_Problem description:_ Repeat back every line of the data, exactly.

────

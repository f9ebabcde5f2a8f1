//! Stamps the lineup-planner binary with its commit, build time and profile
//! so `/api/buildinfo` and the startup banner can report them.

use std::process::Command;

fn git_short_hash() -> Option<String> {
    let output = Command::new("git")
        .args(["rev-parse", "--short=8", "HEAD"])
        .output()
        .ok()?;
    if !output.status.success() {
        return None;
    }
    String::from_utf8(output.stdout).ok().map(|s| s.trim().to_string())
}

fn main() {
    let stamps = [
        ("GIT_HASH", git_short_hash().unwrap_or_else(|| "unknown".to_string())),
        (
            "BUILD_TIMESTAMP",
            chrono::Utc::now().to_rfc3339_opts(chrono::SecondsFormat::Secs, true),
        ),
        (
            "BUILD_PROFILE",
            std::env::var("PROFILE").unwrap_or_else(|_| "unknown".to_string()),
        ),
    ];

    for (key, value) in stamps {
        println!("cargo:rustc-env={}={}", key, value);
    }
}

────

_Output of the task:_
repository f9ebabcde5f2a8f1
//! Stamps the lineup-planner binary with its commit, build time and profile
//! so `/api/buildinfo` and the startup banner can report them.

use std::process::Command;

fn git_short_hash() -> Option<String> {
    let output = Command::new("git")
        .args(["rev-parse", "--short=8", "HEAD"])
        .output()
        .ok()?;
    if !output.status.success() {
        return None;
    }
    String::from_utf8(output.stdout).ok().map(|s| s.trim().to_string())
}

fn main() {
    let stamps = [
        ("GIT_HASH", git_short_hash().unwrap_or_else(|| "unknown".to_string())),
        (
            "BUILD_TIMESTAMP",
            chrono::Utc::now().to_rfc3339_opts(chrono::SecondsFormat::Secs, true),
        ),
        (
            "BUILD_PROFILE",
            std::env::var("PROFILE").unwrap_or_else(|_| "unknown".to_string()),
        ),
    ];

    for (key, value) in stamps {
        println!("cargo:rustc-env={}={}", key, value);
    }
}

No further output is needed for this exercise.